Work required = The answer must consist of every line below that holds the word "PreviewImage".

Materials provided =
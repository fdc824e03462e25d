use eframe::egui::{
    self, Align2, Color32, FontId, Rect, RichText, Sense, StrokeKind, TextureOptions, Ui, pos2,
    vec2,
};

use crate::layout::{self, FitAxis, Size};
use crate::state::AppState;
use crate::tasks::{CalculatorPanel, PanelState, PreviewPanel};
use crate::theme::Theme;

// ---------------------------------------------------------------------------
// Central panel dispatch
// ---------------------------------------------------------------------------

/// Render the central panel: the selected task, or the current routed view.
pub fn central(ui: &mut Ui, state: &mut AppState) {
    let theme = state.theme.clone();

    let Some(id) = state.registry.selected() else {
        let location = state.location.clone();
        state.routes.resolve(&location).ui(ui, &theme);
        return;
    };

    // The registry keeps the selection pointing at a live task.
    let Some(task) = state.registry.get_mut(id) else {
        return;
    };
    match &mut task.panel {
        PanelState::Preview(panel) => preview_panel(ui, panel, &theme),
        PanelState::Calculator(panel) => calculator_panel(ui, panel, &theme),
    }
}

// ---------------------------------------------------------------------------
// Preview task – paint the image contain-fitted
// ---------------------------------------------------------------------------

fn preview_panel(ui: &mut Ui, panel: &mut PreviewPanel, theme: &Theme) {
    let Some(image) = &panel.image else {
        ui.centered_and_justified(|ui: &mut Ui| {
            ui.heading("Open an image to preview  (File → Open image…)");
        });
        return;
    };

    ui.horizontal(|ui: &mut Ui| {
        ui.label(RichText::new(image.file_name()).strong());
        ui.label(RichText::new(format!("intrinsic {}", image.size)).color(theme.light));
    });
    ui.separator();

    let avail = ui.available_size();
    let parent = Size::new(avail.x, avail.y);
    let fitted = match layout::fit_size(parent, image.size) {
        Ok(fitted) => fitted,
        Err(e) => {
            // Zero-sized panels occur while the window is collapsing.
            log::debug!("preview fit unavailable: {e}");
            return;
        }
    };

    let texture = panel.texture.get_or_insert_with(|| {
        ui.ctx()
            .load_texture(image.file_name(), image.pixels.clone(), TextureOptions::LINEAR)
    });

    let (rect, _response) = ui.allocate_exact_size(avail, Sense::hover());
    let offset = vec2((avail.x - fitted.width) * 0.5, (avail.y - fitted.height) * 0.5);
    let target = Rect::from_min_size(rect.min + offset, vec2(fitted.width, fitted.height));

    let uv = Rect::from_min_max(pos2(0.0, 0.0), pos2(1.0, 1.0));
    ui.painter().image(texture.id(), target, uv, Color32::WHITE);
    ui.painter()
        .rect_stroke(target, 0.0, (1.0, theme.grey), StrokeKind::Middle);
    ui.painter().text(
        rect.left_bottom() + vec2(4.0, -4.0),
        Align2::LEFT_BOTTOM,
        format!("{} → {}", image.size, fitted),
        FontId::proportional(12.0),
        theme.secondary,
    );
}

// ---------------------------------------------------------------------------
// Calculator task – evaluate the fit for typed-in dimensions
// ---------------------------------------------------------------------------

fn calculator_panel(ui: &mut Ui, panel: &mut CalculatorPanel, theme: &Theme) {
    ui.heading("Fit calculator");
    ui.add_space(4.0);

    egui::Grid::new("fit_inputs")
        .spacing([12.0, 6.0])
        .show(ui, |ui: &mut Ui| {
            ui.label("Container");
            dimension_input(ui, &mut panel.parent_width, &mut panel.parent_height);
            ui.end_row();

            ui.label("Item");
            dimension_input(ui, &mut panel.item_width, &mut panel.item_height);
            ui.end_row();
        });

    ui.separator();

    let parent = Size::new(panel.parent_width, panel.parent_height);
    let item = Size::new(panel.item_width, panel.item_height);

    let width = layout::fit(parent, item, FitAxis::Width);
    let height = layout::fit(parent, item, FitAxis::Height);
    match (width, height) {
        (Ok(w), Ok(h)) => {
            ui.label(RichText::new(format!("Fitted width: {w:.2}")).color(theme.secondary));
            ui.label(RichText::new(format!("Fitted height: {h:.2}")).color(theme.secondary));
            let bound = if parent.ratio() > item.ratio() {
                "width"
            } else {
                "height"
            };
            ui.label(RichText::new(format!("Constrained by {bound}.")).color(theme.light));
        }
        (Err(e), _) | (_, Err(e)) => {
            ui.label(RichText::new(e.to_string()).color(Color32::RED));
        }
    }
}

fn dimension_input(ui: &mut Ui, width: &mut f32, height: &mut f32) {
    ui.horizontal(|ui: &mut Ui| {
        ui.add(egui::DragValue::new(width).speed(1.0).prefix("w "));
        ui.add(egui::DragValue::new(height).speed(1.0).prefix("h "));
    });
}
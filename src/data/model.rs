use std::path::PathBuf;

use eframe::egui::ColorImage;

use crate::layout::Size;

// ---------------------------------------------------------------------------
// PreviewImage – a decoded image ready for display
// ---------------------------------------------------------------------------

/// A decoded image: RGBA pixels plus the intrinsic dimensions the fit
/// computation runs against.
#[derive(Debug)]
pub struct PreviewImage {
    pub path: PathBuf,
    /// Intrinsic size in pixels.
    pub size: Size,
    pub pixels: ColorImage,
}

impl PreviewImage {
    /// File name for tab captions and texture labels.
    pub fn file_name(&self) -> String {
        self.path
            .file_name()
            .map(|n| n.to_string_lossy().into_owned())
            .unwrap_or_else(|| self.path.display().to_string())
    }
}
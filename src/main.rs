mod app;
mod data;
mod layout;
mod routes;
mod state;
mod tasks;
mod theme;
mod ui;

use app::FitDeckApp;
use eframe::egui;

fn main() -> eframe::Result {
    env_logger::init();

    let options = eframe::NativeOptions {
        viewport: egui::ViewportBuilder::default()
            .with_inner_size([1100.0, 720.0])
            .with_min_inner_size([640.0, 420.0]),
        ..Default::default()
    };

    eframe::run_native(
        "FitDeck – Image Fit Workbench",
        options,
        Box::new(|cc| Ok(Box::new(FitDeckApp::new(cc)))),
    )
}
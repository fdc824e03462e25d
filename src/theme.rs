use std::path::Path;

use anyhow::{Context, Result};
use eframe::egui::{self, Color32};
use palette::{Hsl, IntoColor, Srgb};
use serde::Deserialize;
use thiserror::Error;

// ---------------------------------------------------------------------------
// Named color tokens
// ---------------------------------------------------------------------------

#[derive(Debug, Error, Clone, PartialEq)]
pub enum ThemeError {
    #[error("invalid color literal '{0}': expected #rrggbb")]
    InvalidColor(String),
}

/// The five named tokens every widget draws from. Defaults carry the
/// project's stock palette; a JSON theme file can override any subset.
#[derive(Debug, Clone, PartialEq)]
pub struct Theme {
    /// Foreground text on dark surfaces.
    pub light: Color32,
    /// Secondary chrome: separators, inactive tabs, frames.
    pub grey: Color32,
    /// Panel and window background.
    pub dark: Color32,
    /// Accent for the selected tab and primary actions.
    pub primary: Color32,
    /// Accent for highlights and links.
    pub secondary: Color32,
}

impl Default for Theme {
    fn default() -> Self {
        Theme {
            light: Color32::from_rgb(0xab, 0xab, 0xab),
            grey: Color32::from_rgb(0x54, 0x54, 0x54),
            dark: Color32::from_rgb(0x23, 0x23, 0x23),
            primary: Color32::from_rgb(0x25, 0x1e, 0xe7),
            secondary: Color32::from_rgb(0x32, 0xad, 0xe3),
        }
    }
}

/// Serde mirror of the on-disk theme file. Every field is optional so a
/// file may override a single token.
#[derive(Debug, Deserialize)]
struct ThemeFile {
    light: Option<String>,
    grey: Option<String>,
    dark: Option<String>,
    primary: Option<String>,
    secondary: Option<String>,
}

impl Theme {
    /// Look up a token by name.
    pub fn named(&self, name: &str) -> Option<Color32> {
        self.tokens()
            .into_iter()
            .find(|(n, _)| *n == name)
            .map(|(_, c)| c)
    }

    /// Ordered (name, color) listing for the palette view.
    pub fn tokens(&self) -> [(&'static str, Color32); 5] {
        [
            ("light", self.light),
            ("grey", self.grey),
            ("dark", self.dark),
            ("primary", self.primary),
            ("secondary", self.secondary),
        ]
    }

    /// Parse a theme from JSON text; absent tokens keep their defaults.
    pub fn from_json(text: &str) -> Result<Theme> {
        let file: ThemeFile = serde_json::from_str(text).context("parsing theme JSON")?;
        let mut theme = Theme::default();

        let overrides = [
            (&file.light, &mut theme.light),
            (&file.grey, &mut theme.grey),
            (&file.dark, &mut theme.dark),
            (&file.primary, &mut theme.primary),
            (&file.secondary, &mut theme.secondary),
        ];
        for (literal, slot) in overrides {
            if let Some(hex) = literal {
                *slot = parse_hex(hex)?;
            }
        }
        Ok(theme)
    }

    /// Load a theme file from disk.
    pub fn load(path: &Path) -> Result<Theme> {
        let text = std::fs::read_to_string(path)
            .with_context(|| format!("reading theme file {}", path.display()))?;
        Theme::from_json(&text)
    }

    /// Install the tokens into egui's visuals.
    pub fn apply(&self, ctx: &egui::Context) {
        let mut visuals = egui::Visuals::dark();
        visuals.panel_fill = self.dark;
        visuals.window_fill = self.dark;
        visuals.override_text_color = Some(self.light);
        visuals.selection.bg_fill = self.primary;
        visuals.hyperlink_color = self.secondary;
        visuals.widgets.noninteractive.bg_stroke.color = self.grey;
        ctx.set_visuals(visuals);
    }
}

/// Parse a `#rrggbb` literal.
pub fn parse_hex(literal: &str) -> Result<Color32, ThemeError> {
    let digits = literal
        .strip_prefix('#')
        .filter(|d| d.len() == 6 && d.chars().all(|c| c.is_ascii_hexdigit()))
        .ok_or_else(|| ThemeError::InvalidColor(literal.to_string()))?;

    let channel = |i: usize| u8::from_str_radix(&digits[i..i + 2], 16).unwrap_or(0);
    Ok(Color32::from_rgb(channel(0), channel(2), channel(4)))
}

// ---------------------------------------------------------------------------
// Derived tones
// ---------------------------------------------------------------------------

/// Slightly lighter variant for hovered chrome.
pub fn hover(color: Color32) -> Color32 {
    shift_lightness(color, 0.10)
}

/// Dimmed variant for disabled or inactive chrome.
pub fn disabled(color: Color32) -> Color32 {
    shift_lightness(color, -0.18)
}

fn shift_lightness(color: Color32, delta: f32) -> Color32 {
    let srgb = Srgb::new(
        color.r() as f32 / 255.0,
        color.g() as f32 / 255.0,
        color.b() as f32 / 255.0,
    );
    let mut hsl: Hsl = srgb.into_color();
    hsl.lightness = (hsl.lightness + delta).clamp(0.0, 1.0);
    let rgb: Srgb = hsl.into_color();
    Color32::from_rgb(
        (rgb.red * 255.0) as u8,
        (rgb.green * 255.0) as u8,
        (rgb.blue * 255.0) as u8,
    )
}

// ---------------------------------------------------------------------------
// Tests
// ---------------------------------------------------------------------------

#[cfg(test)]
mod tests {
    use super::*;

    #[test]
    fn default_palette_carries_stock_values() {
        let theme = Theme::default();
        assert_eq!(theme.light, Color32::from_rgb(0xab, 0xab, 0xab));
        assert_eq!(theme.grey, Color32::from_rgb(0x54, 0x54, 0x54));
        assert_eq!(theme.dark, Color32::from_rgb(0x23, 0x23, 0x23));
        assert_eq!(theme.primary, Color32::from_rgb(0x25, 0x1e, 0xe7));
        assert_eq!(theme.secondary, Color32::from_rgb(0x32, 0xad, 0xe3));
    }

    #[test]
    fn named_lookup_matches_tokens() {
        let theme = Theme::default();
        assert_eq!(theme.named("primary"), Some(theme.primary));
        assert_eq!(theme.named("grey"), Some(theme.grey));
        assert_eq!(theme.named("mauve"), None);
    }

    #[test]
    fn parse_hex_accepts_rrggbb() {
        assert_eq!(parse_hex("#32ade3").unwrap(), Color32::from_rgb(0x32, 0xad, 0xe3));
        assert_eq!(parse_hex("#000000").unwrap(), Color32::BLACK);
    }

    #[test]
    fn parse_hex_rejects_malformed_literals() {
        for bad in ["32ade3", "#32ade", "#32ade3ff", "#gghhii", ""] {
            assert!(matches!(parse_hex(bad), Err(ThemeError::InvalidColor(_))), "{bad}");
        }
    }

    #[test]
    fn json_overrides_a_subset_of_tokens() {
        let theme = Theme::from_json(r##"{ "primary": "#ff0000" }"##).unwrap();
        assert_eq!(theme.primary, Color32::from_rgb(0xff, 0x00, 0x00));
        // Untouched tokens keep their defaults.
        assert_eq!(theme.secondary, Theme::default().secondary);
    }

    #[test]
    fn json_with_bad_literal_fails() {
        assert!(Theme::from_json(r##"{ "dark": "not-a-color" }"##).is_err());
        assert!(Theme::from_json("{ nonsense").is_err());
    }

    #[test]
    fn hover_lightens_and_disabled_darkens() {
        let base = Theme::default().grey;
        let sum = |c: Color32| c.r() as u32 + c.g() as u32 + c.b() as u32;
        assert!(sum(hover(base)) > sum(base));
        assert!(sum(disabled(base)) < sum(base));
    }
}
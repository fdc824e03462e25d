use std::path::Path;

use crate::data::loader;
use crate::routes::{self, RouteTable};
use crate::tasks::{PanelState, TaskId, TaskKind, TaskRegistry};
use crate::theme::Theme;

// ---------------------------------------------------------------------------
// Application state
// ---------------------------------------------------------------------------

/// The full UI state, independent of rendering.
pub struct AppState {
    /// Open task tabs.
    pub registry: TaskRegistry,

    /// Routed views shown when no task tab is selected.
    pub routes: RouteTable,

    /// Named color tokens.
    pub theme: Theme,

    /// Path of the current routed view.
    pub location: String,

    /// Status / error message shown in the UI.
    pub status_message: Option<String>,
}

impl Default for AppState {
    fn default() -> Self {
        AppState {
            registry: TaskRegistry::default(),
            routes: routes::default_table(),
            theme: Theme::default(),
            location: "/".to_string(),
            status_message: None,
        }
    }
}

impl AppState {
    /// Open a fresh task tab of the given kind.
    pub fn open_task(&mut self, kind: TaskKind) -> TaskId {
        let id = self.registry.open(kind);
        if let Some(task) = self.registry.get(id) {
            log::info!("opened {}", task.title);
        }
        id
    }

    /// Close a task tab. Unknown ids are reported, not fatal.
    pub fn close_task(&mut self, id: TaskId) {
        match self.registry.close(id) {
            Ok(task) => log::info!("closed {}", task.title),
            Err(e) => {
                log::warn!("close_task: {e}");
                self.status_message = Some(format!("Error: {e}"));
            }
        }
    }

    /// Switch the central panel to a routed view.
    pub fn navigate(&mut self, path: &str) {
        self.location = path.to_string();
        self.registry.deselect();
    }

    /// Decode an image file and open a Preview tab showing it.
    pub fn open_preview(&mut self, path: &Path) {
        match loader::load_image(path) {
            Ok(image) => {
                log::info!("loaded {} at {}", image.file_name(), image.size);
                let id = self.registry.open(TaskKind::Preview);
                if let Some(task) = self.registry.get_mut(id) {
                    if let PanelState::Preview(panel) = &mut task.panel {
                        panel.image = Some(image);
                    }
                }
                self.status_message = None;
            }
            Err(e) => {
                log::error!("failed to open image: {e:#}");
                self.status_message = Some(format!("Error: {e:#}"));
            }
        }
    }
}

// ---------------------------------------------------------------------------
// Tests
// ---------------------------------------------------------------------------
/// Data layer: image decode for Preview tasks.
///
/// ```text
///  .png / .jpg
///       │
///       ▼
///  ┌──────────┐
///  │  loader   │  decode file → RGBA pixels + intrinsic size
///  └──────────┘
///       │
///       ▼
///  ┌──────────────┐
///  │ PreviewImage  │  consumed by the preview panel (fit + paint)
///  └──────────────┘
/// ```
pub mod loader;
pub mod model;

Problem solution =
// PreviewImage – a decoded image ready for display
pub struct PreviewImage {
impl PreviewImage {
///  │ PreviewImage  │  consumed by the preview panel (fit + paint)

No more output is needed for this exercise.